Friday, June 1, 2012

De Agony of Detweet

If you're a gaffe voyeur or a Twitter freak or both, here's another fun tool from the same folks who brought you that site showing you how to gloat over your congress critter's lousy vocabulary. It's called Politwoops, and it purports to gather up all the deleted tweets of random politicians.

It may also be totally illegal, or unethical, in that it seems to violate Twitter's terms of service. However, Twitter cops are few and far between -- and so far, nobody has expressed much of an interest in protecting the rights of that red-faced somebody who just now thought to delete a Tweet bragging about donating to Newt Gingrich's presidential campaign. According to Adweek:

Politwoops, which has existed in 12 other countries for several years, muddies the waters of privacy with regard to deleted tweets further, as the service exists primarily to hold political leaders accountable for that which they've broadcast and then deleted via Twitter. That might actually be a Twitter no-no.
See Twitter's 'Developer Rules of the Road,' second section of the page, under rule number four, "Be a good partner to Twitter", section B.
"Respect the features and functionality embedded with or included in Twitter Content or the Twitter API. Do not attempt to interfere with, intercept, disrupt, filter, or disable any features of the Twitter API or Twitter service, and you should only surface actions that are organically displayed on Twitter.
* For example, your Service should execute the unfavorite and delete actions by removing all relevant messaging and Twitter Content, not by publicly displaying to other end users that the Tweet was unfavorited or deleted."

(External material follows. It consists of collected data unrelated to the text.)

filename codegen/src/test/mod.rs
pub mod unit;
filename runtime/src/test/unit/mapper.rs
use gpumap_device::{BufferHandle, KernelArg};
use gpumap_host::Value;

use super::{RECORDS, RecordingBackend, eval, field, interpreter, ints, record};
use crate::config::MapConfig;
use crate::error::Error;
use crate::filter::gpufilter;
use crate::mapper::{Mapper, Stage};
use crate::{InputLayout, KernelKind};

fn config() -> MapConfig {
    MapConfig::builder().block_size(4).build()
}

#[test]
fn test_stage_sequence() {
    let backend = RecordingBackend::default();
    let interp = interpreter(RECORDS);
    let total = interp.global("total").unwrap();
    let items: Vec<Value> = (1..=3).map(|i| record(&interp, i)).collect();

    let mut mapper = Mapper::new(&backend, &interp).with_config(config());
    let results = mapper.run(&total, &items).unwrap();

    let report = mapper.report();
    assert_eq!(
        report.stages,
        vec![
            Stage::Trace,
            Stage::BuildIr,
            Stage::Codegen,
            Stage::Compile,
            Stage::StageInput,
            Stage::Launch,
            Stage::Collect,
            Stage::Done,
        ]
    );
    assert_eq!(mapper.stage(), Stage::Done);
    assert_eq!(report.failed_at, None);
    assert_eq!((report.lanes, report.grid, report.block), (2, 1, 4));
    assert_eq!(report.source_bytes, mapper.kernel_source().unwrap().len());

    assert_eq!(
        *backend.calls.borrow(),
        vec!["compile", "to_device", "alloc", "launch", "copy_back", "copy_back", "free", "free"]
    );
    assert_eq!(backend.live(), 0);

    let launches = backend.launches.borrow();
    let (args, grid, block) = &launches[0];
    assert_eq!(
        *args,
        vec![KernelArg::Buffer(BufferHandle::new(0)), KernelArg::Buffer(BufferHandle::new(1)), KernelArg::Int(2)]
    );
    assert_eq!((*grid, *block), (1, 4));

    assert_eq!(results.len(), 3);
    assert_eq!(field(&results[0], "a"), Value::Int(2));
    assert_eq!(field(&results[0], "b"), Value::Int(4));
    assert_eq!(field(&results[0], "c"), Value::Int(7));
    assert_eq!(field(&results[0], "inner.y"), Value::Float(2.5));
    // The recording backend never runs the kernel: outputs stay zeroed and
    // inputs come back unchanged.
    assert_eq!(field(&results[1], "a"), Value::Int(0));
    assert_eq!(field(&items[1], "a"), Value::Int(2));
    assert_eq!(field(&items[0], "a"), Value::Int(2));
}

#[test]
fn test_compile_failure_allocates_nothing() {
    let backend = RecordingBackend { fail_compile: true, ..Default::default() };
    let interp = interpreter(RECORDS);
    let total = interp.global("total").unwrap();
    let items: Vec<Value> = (0..4).map(|i| record(&interp, i)).collect();

    let mut mapper = Mapper::new(&backend, &interp).with_config(config());
    match mapper.run(&total, &items) {
        Err(Error::Backend { stage, source }) => {
            assert_eq!(stage, Stage::Compile);
            assert!(source.to_string().contains("expected ';'"));
        }
        other => panic!("expected a compile failure, got {other:?}"),
    }
    assert_eq!(mapper.report().failed_at, Some(Stage::Compile));
    assert_eq!(mapper.stage(), Stage::Failed);
    assert_eq!(*backend.calls.borrow(), vec!["compile"]);
    assert_eq!(backend.live(), 0);
}

#[test]
fn test_launch_failure_frees_buffers() {
    let backend = RecordingBackend { fail_launch: true, ..Default::default() };
    let interp = interpreter(RECORDS);
    let total = interp.global("total").unwrap();
    let items: Vec<Value> = (0..4).map(|i| record(&interp, i)).collect();

    let mut mapper = Mapper::new(&backend, &interp).with_config(config());
    assert!(matches!(mapper.run(&total, &items), Err(Error::Backend { stage: Stage::Launch, .. })));
    assert_eq!(mapper.report().failed_at, Some(Stage::Launch));
    assert_eq!(mapper.report().stages.last(), Some(&Stage::Failed));
    assert_eq!(backend.count("free"), 2);
    assert_eq!(backend.live(), 0);
}

#[test]
fn test_single_element_stays_on_host() {
    let backend = RecordingBackend::default();
    let interp = interpreter(RECORDS);
    let total = interp.global("total").unwrap();
    let items = vec![record(&interp, 1)];

    let mut mapper = Mapper::new(&backend, &interp).with_config(config());
    let results = mapper.run(&total, &items).unwrap();

    assert_eq!(results.len(), 1);
    assert_eq!(field(&results[0], "a"), Value::Int(2));
    assert_eq!(*backend.calls.borrow(), vec!["compile"]);
    assert_eq!(mapper.report().lanes, 0);
    assert_eq!(mapper.stage(), Stage::Done);
    assert!(mapper.report().stages.contains(&Stage::Collect));
}

#[test]
fn test_empty_input_is_not_traced() {
    let backend = RecordingBackend::default();
    let interp = interpreter(RECORDS);
    let total = interp.global("total").unwrap();

    let mut mapper = Mapper::new(&backend, &interp);
    assert!(mapper.run(&total, &[]).unwrap().is_empty());
    assert_eq!(mapper.report().stages, vec![Stage::Done]);
    assert!(backend.calls.borrow().is_empty());
    assert!(mapper.kernel().is_none());
}

#[test]
fn test_stages_must_run_in_order() {
    let backend = RecordingBackend::default();
    let interp = interpreter(RECORDS);
    let total = interp.global("total").unwrap();
    let items: Vec<Value> = (0..2).map(|i| record(&interp, i)).collect();

    let mut mapper = Mapper::new(&backend, &interp);
    assert!(matches!(mapper.perform(), Err(Error::OutOfOrder { stage: Stage::Idle, .. })));
    assert!(matches!(mapper.collect(), Err(Error::OutOfOrder { .. })));

    mapper.prepare(&total, &items).unwrap();
    assert_eq!(mapper.stage(), Stage::Compile);
    assert!(matches!(mapper.prepare(&total, &items), Err(Error::OutOfOrder { stage: Stage::Compile, .. })));
    mapper.perform().unwrap();
    assert_eq!(mapper.collect().unwrap().len(), 2);
    assert!(matches!(mapper.run(&total, &items), Err(Error::OutOfOrder { stage: Stage::Done, .. })));
}

#[test]
fn test_translation_failure_stops_before_compile() {
    let backend = RecordingBackend::default();
    let interp = interpreter("def f(x):\n    if x < 0:\n        y = [x]\n    return x\n");
    let f = interp.global("f").unwrap();

    let mut mapper = Mapper::new(&backend, &interp);
    assert!(matches!(mapper.run(&f, &ints(&[1, 2])), Err(Error::Translation { .. })));
    assert_eq!(mapper.report().failed_at, Some(Stage::Codegen));
    assert!(backend.calls.borrow().is_empty());
}

#[test]
fn test_not_a_function() {
    let backend = RecordingBackend::default();
    let interp = interpreter("");
    let mut mapper = Mapper::new(&backend, &interp);
    assert!(matches!(mapper.run(&Value::Int(3), &ints(&[1])), Err(Error::NotAFunction { .. })));
    assert_eq!(mapper.report().failed_at, Some(Stage::Idle));
}

#[test]
fn test_captures_are_staged_and_written_back() {
    let backend = RecordingBackend::default();
    let interp = interpreter("K = 3\n\ndef f(x):\n    return x * K\n");
    let f = interp.global("f").unwrap();

    let mut mapper = Mapper::new(&backend, &interp).with_config(config());
    let results = mapper.run(&f, &ints(&[1, 2, 3])).unwrap();

    assert!(mapper.kernel_source().unwrap().contains("int *cap_K"));
    let launches = backend.launches.borrow();
    assert_eq!(launches[0].0.len(), 4);
    assert_eq!(launches[0].0[3], KernelArg::Buffer(BufferHandle::new(2)));
    // Input (primitive, not copied back), output and K.
    assert_eq!(backend.count("copy_back"), 2);
    assert_eq!(interp.global("K"), Some(Value::Int(3)));
    assert_eq!(results, ints(&[3, 0, 0]));
}

#[test]
fn test_foreach_has_no_output_buffer() {
    let backend = RecordingBackend::default();
    let interp = interpreter(RECORDS);
    let touch = interp.global("touch").unwrap();
    let items: Vec<Value> = (1..=3).map(|i| record(&interp, i)).collect();

    let mut mapper = Mapper::new(&backend, &interp).with_kind(KernelKind::Foreach).with_config(config());
    assert!(mapper.run(&touch, &items).unwrap().is_empty());
    assert_eq!(backend.count("alloc"), 0);
    assert_eq!(backend.launches.borrow()[0].0, vec![KernelArg::Buffer(BufferHandle::new(0)), KernelArg::Int(2)]);
    assert_eq!(field(&items[0], "a"), Value::Int(2));
}

#[test]
fn test_nested_rejects_ragged_input() {
    let backend = RecordingBackend::default();
    let interp = interpreter("def total(xs):\n    s = 0\n    for x in xs:\n        s += x\n    return s\n");
    let total = interp.global("total").unwrap();
    let lists = vec![Value::list(ints(&[1, 2])), Value::list(ints(&[3]))];

    let mut mapper = Mapper::new(&backend, &interp).with_layout(InputLayout::Nested);
    assert!(matches!(mapper.run(&total, &lists), Err(Error::Codec { stage: Stage::StageInput, .. })));
    assert_eq!(backend.live(), 0);
}

#[test]
fn test_filter_keeps_accepted_items() {
    let backend = RecordingBackend::default();
    let interp = interpreter("def positive(x):\n    return x > 0\n");
    let positive = interp.global("positive").unwrap();

    // Device verdicts decode from zeroed memory as `False`.
    let kept = gpufilter(&backend, &interp, &positive, &ints(&[5, 6, 7])).unwrap();
    assert_eq!(kept, ints(&[5]));
}

#[test]
fn test_filter_requires_bool_results() {
    let backend = RecordingBackend::default();
    let interp = interpreter("def twice(x):\n    return x * 2\n");
    let twice = interp.global("twice").unwrap();
    assert!(matches!(gpufilter(&backend, &interp, &twice, &ints(&[1, 2])), Err(Error::NotAPredicate { .. })));
}

#[test]
fn test_entry_is_the_traced_unary_function() {
    let backend = RecordingBackend::default();
    let interp = interpreter("def twice(x):\n    return x * 2\n\nalias = twice\n");
    let alias = interp.global("alias").unwrap();

    let mut mapper = Mapper::new(&backend, &interp).with_config(config());
    mapper.run(&alias, &ints(&[1, 2, 3])).unwrap();

    let source = mapper.kernel_source().unwrap();
    assert!(source.contains("__device__ int twice(int x)"));
    assert!(source.contains("out[thread_id] = twice(in_item);"));
}

#[test]
fn test_method_captures_reach_the_kernel() {
    let backend = RecordingBackend::default();
    let source = "K = 3\n\ndef sq(v):\n    return v * v\n\nclass P:\n    def __init__(self, x):\n        self.x = x\n\n    def norm(self):\n        return sq(self.x) + K\n\ndef f(p):\n    return p.norm()\n";
    let interp = interpreter(source);
    let f = interp.global("f").unwrap();
    let items: Vec<Value> = (0..3).map(|i| eval(&interp, &format!("P({i})"))).collect();

    let mut mapper = Mapper::new(&backend, &interp).with_config(config());
    mapper.run(&f, &items).unwrap();

    let source = mapper.kernel_source().unwrap();
    assert!(source.contains("__device__ int P::norm(int __cap_K) {"));
    assert!(source.contains("return (sq((*this).x, __cap_K) + __cap_K);"));
    assert!(source.contains("return p.norm(__cap_K);"));
    assert!(source.contains("int *cap_K"));
}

The project, unveiled this week by the Sunlight Foundation, aims to let us all know every time a politician deletes a tweet. It doesn't matter if they erase it the minute they submit it. It is always, always too late. If mistakes were made, they can't be unmade. They made their tweet, now they must lie in it.
 The growing collection of more than 3,000 tweets in the past six months includes screenshots of included links and has individual pages for each politician. The Politwoops archive serves as an illuminating rough draft of how politicians and campaigns hone their social media messaging and amend their record. The collection includes previously-reported episodes like Senator Chuck Grassley's hacked account and other deletions that slipped by unnoticed, like Representative Jeff Miller tweeting a link to a Facebook poll asking, "Was Obama born in the United States?"
There appears to be a lag in the deletion listings of about 16 hours, so if you like your gaffe news fresh, this might not be the site for you. Just a quick glance at the latest deleted politiwoops page left me yawning. For example, redneck Texas senator John Cornyn is obviously character count-disabled, having de-tweeted the following: "Those who claim voter ID rules are 'racist' ignore fact you can't rent apt, get utilities or cash check without." 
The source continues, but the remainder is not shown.